Kopfschüttelnd stand der alte Mann noch da und dachte über die Ursache dieser nächtlichen Flucht nach, als ihm auch schon der nächste Augenblick dies Rätsel löste und seine entsetzliche Ahndung bestätigte. Eine dicke Rauchwolke quoll durch das Strohdach des eben von Johann verlassenen väterlichen Hauses, und gleich darauf wirbelte auch schon die hohe lichte Lohe zu Gottes nächtlichen Himmel empor.

„Gott sei uns gnädig!" murmelte schaudernd der alte Wächter, dann aber stieß er in sein Horn, wieder und wieder und immer mächtiger, dass es weithin schallte durch die stille Nacht, um dadurch die sorglos Schlafenden zu erwecken, um ihnen dadurch die große Gefahr zu verkünden, worin sie Alle schwebten.. Denn angefacht vom Winde, griff das Feuer mit entsetzlicher Eile um sich. Überallhin sprühten Verderben bringend schon die brennenden Funken, gierig züngelnd sprangen die hellen Flammen von einem Dache zum andern hinüber und schon begann auch das zweite Gehöft zu brennen.

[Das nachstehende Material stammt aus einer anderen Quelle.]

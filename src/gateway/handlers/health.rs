//! Health check handler

use std::sync::Arc;

use axum::extract::State;
use chrono::Utc;
use utoipa::ToSchema;

use super::super::state::AppState;
use super::{ApiResult, ok};
use crate::error::AppError;

/// Health check response data
#[derive(serde::Serialize, ToSchema)]
pub struct HealthResponse {
    /// Server timestamp in milliseconds
    #[schema(example = 1703494800000_i64)]
    pub timestamp_ms: i64,
    /// Build revision
    #[schema(example = "a1b2c3d")]
    pub version: String,
}

/// Health check endpoint
///
/// Pings PostgreSQL when it is configured. The failure detail is logged,
/// never returned.
#[utoipa::path(
    get,
    path = "/api/v1/health",
    responses(
        (status = 200, description = "Service healthy", body = HealthResponse, content_type = "application/json"),
        (status = 500, description = "Database unreachable")
    ),
    tag = "System"
)]
pub async fn health_check(State(state): State<Arc<AppState>>) -> ApiResult<HealthResponse> {
    if let Some(db) = &state.database {
        db.health_check()
            .await
            .map_err(|e| AppError::Unhandled(format!("[HEALTH] PostgreSQL ping failed: {}", e)))?;
    }

    ok(HealthResponse {
        timestamp_ms: Utc::now().timestamp_millis(),
        version: env!("GIT_HASH").to_string(),
    })
}
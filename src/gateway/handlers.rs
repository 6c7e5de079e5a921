//! HTTP handlers
//!
//! Handlers only translate between the wire and the services in
//! [`crate::resources`] / [`crate::auth`]; every failure is an [`AppError`].

pub mod auth;
pub mod health;
pub mod organizations;
pub mod projects;
pub mod tasks;

use axum::Json;

use super::types::ApiResponse;
use crate::error::{AppError, AppResult};

pub use auth::{LoginCredentials, LoginRequest, TokenResponse, login, register};
pub use health::{HealthResponse, health_check};

/// Handler return type: enveloped payload or [`AppError`].
pub type ApiResult<T> = AppResult<Json<ApiResponse<T>>>;

/// Wrap `data` in a success envelope.
pub fn ok<T>(data: T) -> ApiResult<T> {
    Ok(Json(ApiResponse::success(data)))
}

/// Path ids arrive as strings; anything that is not an id cannot name a row.
pub(crate) fn parse_id(raw: &str) -> Result<i64, AppError> {
    raw.parse().map_err(|_| AppError::NotFound)
}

Nicht lange und es war dem Wächter gelungen, die Schläfer zu erwecken, denn schon erschallte aus vielen Kehlen der jähe Schreckensruf „Feuer, Feuer!“ durch das Dorf und schauerlich tönte dazwischen das ernste Geläute der Sturmglocke.

Und taghell wurde die dunkle Nacht. Grausig beleuchtet lag das friedliche, teilweise schon in lichten Flammen stehende Quetzin da und ein blutroter, sich weithin am Himmel erstreckender Feuerschein verkündete den Leuten fern und nah, welch Unglück das Dorf getroffen, in welcher Not sich seine armen Bewohner befanden.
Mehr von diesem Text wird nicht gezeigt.